TASK STATEMENT:
Every record should be written out exactly, please.

TASK DATA:
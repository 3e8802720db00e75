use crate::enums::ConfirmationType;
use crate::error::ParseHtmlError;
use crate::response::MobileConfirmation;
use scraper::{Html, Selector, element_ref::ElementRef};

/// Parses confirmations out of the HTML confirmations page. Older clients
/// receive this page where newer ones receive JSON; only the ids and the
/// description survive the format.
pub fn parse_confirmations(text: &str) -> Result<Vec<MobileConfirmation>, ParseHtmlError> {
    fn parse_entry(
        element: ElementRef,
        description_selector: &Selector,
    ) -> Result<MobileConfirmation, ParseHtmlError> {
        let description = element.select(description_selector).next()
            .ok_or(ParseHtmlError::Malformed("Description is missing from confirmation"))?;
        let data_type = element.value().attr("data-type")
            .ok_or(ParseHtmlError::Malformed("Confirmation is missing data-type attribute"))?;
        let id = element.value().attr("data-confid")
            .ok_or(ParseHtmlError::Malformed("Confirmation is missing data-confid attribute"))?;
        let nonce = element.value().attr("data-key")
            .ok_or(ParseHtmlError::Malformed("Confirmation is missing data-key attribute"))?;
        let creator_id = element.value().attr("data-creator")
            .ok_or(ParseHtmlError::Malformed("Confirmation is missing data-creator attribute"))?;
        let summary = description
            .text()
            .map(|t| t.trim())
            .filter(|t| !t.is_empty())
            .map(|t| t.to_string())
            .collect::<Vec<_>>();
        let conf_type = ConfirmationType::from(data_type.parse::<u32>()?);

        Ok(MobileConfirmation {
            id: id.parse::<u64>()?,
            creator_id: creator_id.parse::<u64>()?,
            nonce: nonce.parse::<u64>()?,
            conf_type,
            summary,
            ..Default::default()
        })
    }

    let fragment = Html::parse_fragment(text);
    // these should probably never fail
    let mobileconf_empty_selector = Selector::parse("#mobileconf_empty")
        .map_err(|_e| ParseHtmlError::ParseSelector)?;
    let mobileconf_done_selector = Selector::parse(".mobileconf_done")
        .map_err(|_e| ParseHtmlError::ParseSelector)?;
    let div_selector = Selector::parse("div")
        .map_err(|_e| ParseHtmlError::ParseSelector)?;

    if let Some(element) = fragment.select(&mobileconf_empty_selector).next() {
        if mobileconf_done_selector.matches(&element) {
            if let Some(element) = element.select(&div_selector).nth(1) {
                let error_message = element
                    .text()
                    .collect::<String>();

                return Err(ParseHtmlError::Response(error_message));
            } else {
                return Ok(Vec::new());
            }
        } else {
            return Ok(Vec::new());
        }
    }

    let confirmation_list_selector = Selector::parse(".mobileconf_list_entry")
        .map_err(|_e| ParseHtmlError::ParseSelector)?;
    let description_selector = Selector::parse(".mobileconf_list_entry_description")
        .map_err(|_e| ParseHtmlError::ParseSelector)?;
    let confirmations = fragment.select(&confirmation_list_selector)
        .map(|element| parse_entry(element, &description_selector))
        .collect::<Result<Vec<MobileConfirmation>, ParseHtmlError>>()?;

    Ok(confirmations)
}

SOLUTION TO THIS PROBLEM:
repository 3e8802720db00e75
use crate::enums::ConfirmationType;
use crate::error::ParseHtmlError;
use crate::response::MobileConfirmation;
use scraper::{Html, Selector, element_ref::ElementRef};

/// Parses confirmations out of the HTML confirmations page. Older clients
/// receive this page where newer ones receive JSON; only the ids and the
/// description survive the format.
pub fn parse_confirmations(text: &str) -> Result<Vec<MobileConfirmation>, ParseHtmlError> {
    fn parse_entry(
        element: ElementRef,
        description_selector: &Selector,
    ) -> Result<MobileConfirmation, ParseHtmlError> {
        let description = element.select(description_selector).next()
            .ok_or(ParseHtmlError::Malformed("Description is missing from confirmation"))?;
        let data_type = element.value().attr("data-type")
            .ok_or(ParseHtmlError::Malformed("Confirmation is missing data-type attribute"))?;
        let id = element.value().attr("data-confid")
            .ok_or(ParseHtmlError::Malformed("Confirmation is missing data-confid attribute"))?;
        let nonce = element.value().attr("data-key")
            .ok_or(ParseHtmlError::Malformed("Confirmation is missing data-key attribute"))?;
        let creator_id = element.value().attr("data-creator")
            .ok_or(ParseHtmlError::Malformed("Confirmation is missing data-creator attribute"))?;
        let summary = description
            .text()
            .map(|t| t.trim())
            .filter(|t| !t.is_empty())
            .map(|t| t.to_string())
            .collect::<Vec<_>>();
        let conf_type = ConfirmationType::from(data_type.parse::<u32>()?);

        Ok(MobileConfirmation {
            id: id.parse::<u64>()?,
            creator_id: creator_id.parse::<u64>()?,
            nonce: nonce.parse::<u64>()?,
            conf_type,
            summary,
            ..Default::default()
        })
    }

    let fragment = Html::parse_fragment(text);
    // these should probably never fail
    let mobileconf_empty_selector = Selector::parse("#mobileconf_empty")
        .map_err(|_e| ParseHtmlError::ParseSelector)?;
    let mobileconf_done_selector = Selector::parse(".mobileconf_done")
        .map_err(|_e| ParseHtmlError::ParseSelector)?;
    let div_selector = Selector::parse("div")
        .map_err(|_e| ParseHtmlError::ParseSelector)?;

    if let Some(element) = fragment.select(&mobileconf_empty_selector).next() {
        if mobileconf_done_selector.matches(&element) {
            if let Some(element) = element.select(&div_selector).nth(1) {
                let error_message = element
                    .text()
                    .collect::<String>();

                return Err(ParseHtmlError::Response(error_message));
            } else {
                return Ok(Vec::new());
            }
        } else {
            return Ok(Vec::new());
        }
    }

    let confirmation_list_selector = Selector::parse(".mobileconf_list_entry")
        .map_err(|_e| ParseHtmlError::ParseSelector)?;
    let description_selector = Selector::parse(".mobileconf_list_entry_description")
        .map_err(|_e| ParseHtmlError::ParseSelector)?;
    let confirmations = fragment.select(&confirmation_list_selector)
        .map(|element| parse_entry(element, &description_selector))
        .collect::<Result<Vec<MobileConfirmation>, ParseHtmlError>>()?;

    Ok(confirmations)
}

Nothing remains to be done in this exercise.